Figure 4.

Correlations between Siglec15, the immune phenotype, and the clinical response of immunotherapy in BLCA. (A) Expression of Siglec15, CD8 and PD-L1 in the bladder cancer microarray (TMA) cohort were detected using immunofluorescence. Representative co-staining images of Siglec15, PD-L1, and CD8 in three immune phenotypes. Bladder cancer tissues were divided into three immune phenotypes, namely deserted, excluded, and inflamed phenotypes, based on the spatial distribution of CD8+ T cells.
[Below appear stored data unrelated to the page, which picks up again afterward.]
//! Typed ID wrappers for domain entities.

use serde::{Deserialize, Serialize};
use std::fmt::{self, Display};
use std::str::FromStr;
use uuid::Uuid;

macro_rules! uuid_id {
    ($(#[$meta:meta])* $name:ident) => {
        $(#[$meta])*
        #[derive(Debug, Clone, Copy, PartialEq, Eq, Hash, PartialOrd, Ord, Serialize, Deserialize)]
        #[cfg_attr(feature = "openapi", derive(utoipa::ToSchema), schema(value_type = String, format = Uuid))]
        #[serde(transparent)]
        pub struct $name(pub Uuid);

        impl $name {
            /// Creates a new time-ordered ID.
            #[must_use]
            pub fn new() -> Self {
                Self(Uuid::now_v7())
            }

            #[must_use]
            pub const fn from_uuid(uuid: Uuid) -> Self {
                Self(uuid)
            }

            /// Parses an ID from its hyphenated string form.
            pub fn parse(s: &str) -> Result<Self, uuid::Error> {
                Ok(Self(Uuid::parse_str(s)?))
            }

            #[must_use]
            pub const fn into_inner(self) -> Uuid {
                self.0
            }
        }

        impl Default for $name {
            fn default() -> Self {
                Self::new()
            }
        }

        impl Display for $name {
            fn fmt(&self, f: &mut fmt::Formatter<'_>) -> fmt::Result {
                write!(f, "{}", self.0)
            }
        }

        impl FromStr for $name {
            type Err = uuid::Error;

            fn from_str(s: &str) -> Result<Self, Self::Err> {
                Self::parse(s)
            }
        }

        impl From<Uuid> for $name {
            fn from(uuid: Uuid) -> Self {
                Self(uuid)
            }
        }

        impl From<$name> for Uuid {
            fn from(id: $name) -> Self {
                id.0
            }
        }
    };
}

uuid_id!(
    /// Identifier of a registered account.
    UserId
);

uuid_id!(
    /// Identifier of a property listing.
    PropertyId
);

uuid_id!(
    /// Identifier of a favorite (a user's bookmark of a property).
    FavoriteId
);

#[cfg(test)]
mod tests {
    use super::*;

    #[test]
    fn test_ids_are_unique() {
        assert_ne!(PropertyId::new(), PropertyId::new());
        assert_ne!(UserId::new(), UserId::new());
    }

    #[test]
    fn test_id_parsing_round_trips_display() {
        let uuid_str = "550e8400-e29b-41d4-a716-446655440000";
        let id = FavoriteId::parse(uuid_str).unwrap();
        assert_eq!(id.to_string(), uuid_str);
        assert_eq!(uuid_str.parse::<FavoriteId>().unwrap(), id);
    }

    #[test]
    fn test_invalid_id_is_rejected() {
        assert!(UserId::parse("not-a-uuid").is_err());
    }

    #[test]
    fn test_id_serializes_as_plain_string() {
        let id = PropertyId::parse("550e8400-e29b-41d4-a716-446655440000").unwrap();
        let json = serde_json::to_string(&id).unwrap();
        assert_eq!(json, "\"550e8400-e29b-41d4-a716-446655440000\"");
    }
}
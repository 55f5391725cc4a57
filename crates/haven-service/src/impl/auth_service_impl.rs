//! Authentication service implementation.

use crate::auth_service::AuthService;
use crate::cache::CacheService;
use crate::dto::{
    AuthResponse, LoginRequest, MessageResponse, RefreshTokenRequest, RegisterRequest, UserProfile,
};
use crate::user_service::UserService;
use async_trait::async_trait;
use haven_core::{Email, HavenError, HavenResult, User, UserStatus, ValidateExt};
use haven_repository::UserRepository;
use haven_security::{Actor, Claims, PasswordHasherInterface, TokenProviderInterface, TokenSubject};
use shaku::Component;
use std::sync::Arc;
use tracing::{debug, info, warn};

/// Authentication service component for Shaku DI.
#[derive(Component)]
#[shaku(interface = AuthService)]
pub struct AuthServiceComponent {
    #[shaku(inject)]
    user_repository: Arc<dyn UserRepository>,
    #[shaku(inject)]
    password_hasher: Arc<dyn PasswordHasherInterface>,
    #[shaku(inject)]
    token_provider: Arc<dyn TokenProviderInterface>,
    #[shaku(inject)]
    user_service: Arc<dyn UserService>,
    #[shaku(inject)]
    cache: Arc<dyn CacheService>,
}

impl AuthServiceComponent {
    #[must_use]
    pub fn new(
        user_repository: Arc<dyn UserRepository>,
        password_hasher: Arc<dyn PasswordHasherInterface>,
        token_provider: Arc<dyn TokenProviderInterface>,
        user_service: Arc<dyn UserService>,
        cache: Arc<dyn CacheService>,
    ) -> Self {
        Self {
            user_repository,
            password_hasher,
            token_provider,
            user_service,
            cache,
        }
    }

    fn auth_response(&self, user: &User) -> HavenResult<AuthResponse> {
        let tokens = self.token_provider.generate_tokens(TokenSubject {
            user_id: user.id,
            username: &user.username,
            email: user.email.as_str(),
            role: user.role,
        })?;

        Ok(AuthResponse {
            access_token: tokens.access_token,
            refresh_token: tokens.refresh_token,
            token_type: tokens.token_type,
            expires_in: tokens.expires_in,
            user: UserProfile::from(user),
        })
    }
}

fn login_refusal(status: UserStatus) -> HavenError {
    match status {
        UserStatus::Suspended => HavenError::Forbidden("Account is suspended".to_string()),
        UserStatus::Deleted => HavenError::InvalidCredentials,
        UserStatus::Active => HavenError::Forbidden("Account is not active".to_string()),
    }
}

#[async_trait]
impl AuthService for AuthServiceComponent {
    async fn register(&self, request: RegisterRequest) -> HavenResult<AuthResponse> {
        debug!("Registering user: {}", request.username);
        request.validate_request()?;

        if self.user_repository.exists_by_username(&request.username).await? {
            return Err(HavenError::Conflict(format!(
                "Username '{}' already exists",
                request.username
            )));
        }
        if self.user_repository.exists_by_email(&request.email).await? {
            return Err(HavenError::Conflict(format!(
                "Email '{}' already exists",
                request.email
            )));
        }

        let email = Email::new(&request.email).map_err(|e| HavenError::Validation(e.to_string()))?;
        let password_hash = self.password_hasher.hash(&request.password)?;
        let user = User::new(
            request.username,
            email,
            password_hash,
            request.first_name,
            request.last_name,
        );
        let saved = self.user_repository.save(&user).await?;

        let response = self.auth_response(&saved)?;
        self.cache.cache_user_profile(&response.user).await;

        info!("User registered: {}", saved.id);
        Ok(response)
    }

    async fn login(&self, request: LoginRequest) -> HavenResult<AuthResponse> {
        debug!("Login attempt for: {}", request.username_or_email);
        request.validate_request()?;

        let mut user = self
            .user_repository
            .find_by_username_or_email(&request.username_or_email)
            .await?
            .ok_or_else(|| {
                warn!("Login failed: unknown account {}", request.username_or_email);
                HavenError::InvalidCredentials
            })?;

        if !user.can_login() {
            warn!("Login refused: user {} is {}", user.id, user.status);
            return Err(login_refusal(user.status));
        }

        if !self.password_hasher.verify(&request.password, &user.password_hash)? {
            warn!("Login failed: invalid password for {}", user.id);
            return Err(HavenError::InvalidCredentials);
        }

        if self.password_hasher.needs_rehash(&user.password_hash) {
            user.update_password(self.password_hasher.hash(&request.password)?);
        }
        user.record_login();
        let user = match self.user_repository.update(&user).await {
            Ok(updated) => updated,
            Err(e) => {
                warn!("Failed to record login for {}: {}", user.id, e);
                user
            }
        };

        let response = self.auth_response(&user)?;
        self.cache.cache_user_profile(&response.user).await;

        info!("User logged in: {}", user.id);
        Ok(response)
    }

    async fn refresh_token(&self, request: RefreshTokenRequest) -> HavenResult<AuthResponse> {
        request.validate_request()?;
        let claims = self
            .token_provider
            .validate_refresh_token(&request.refresh_token)?;
        let user_id = claims.user_id()?;

        let user = self
            .user_repository
            .find_by_id(user_id)
            .await?
            .ok_or_else(|| HavenError::InvalidToken("User no longer exists".to_string()))?;

        if !user.can_login() {
            return Err(login_refusal(user.status));
        }

        debug!("Refreshed tokens for {}", user.id);
        self.auth_response(&user)
    }

    async fn validate_token(&self, token: &str) -> HavenResult<Claims> {
        self.token_provider.validate_access_token(token)
    }

    async fn logout(&self, actor: &Actor) -> HavenResult<MessageResponse> {
        // Tokens are stateless; clients discard them.
        info!("User logged out: {}", actor.user_id);
        Ok(MessageResponse::new("Logged out successfully"))
    }

    async fn get_current_user(&self, actor: &Actor) -> HavenResult<UserProfile> {
        self.user_service.get_profile(actor.user_id).await
    }
}

impl std::fmt::Debug for AuthServiceComponent {
    fn fmt(&self, f: &mut std::fmt::Formatter<'_>) -> std::fmt::Result {
        f.debug_struct("AuthServiceComponent").finish_non_exhaustive()
    }
}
The scale bars correspond to 200 μm. (B-C) PD-L1 IHC score and the positive rate of Siglec15 (detected using immunofluorescence) in the three phenotypes of the TMA cohort. (D) Correlation between the Siglec15 positive rate and CD8 positive rate detected using immunofluorescence. (E) Correlation between the Siglec15 positive rate (detected using immunofluorescence) and PD-L1 IHC score. (F) Expression of Siglec15 in all three phenotypes in the IMvigor210 cohort. (G-H) Differences in the PD-L1 expression on tumor cells, and the PD-L1 expression on immune cells between high- and low-Siglec15 groups in the IMvigor210 cohort. (I) Differences in the enrichment scores of immunotherapy-predicted pathways between high- and low-Siglec15 groups in TCGA-BLCA cohort. (J) Correlation between Siglec15 and the clinical response of cancer immunotherapy in the IMvigor210 cohort. The asterisks indicate a significant statistical p-value calculated using the Mann-Whitney U test (*P < 0.05; **P < 0.01; ***P < 0.001). IHC: immunohistochemistry; PD: progressed disease; SD: stable disease; PR: partial response; CR: complete response.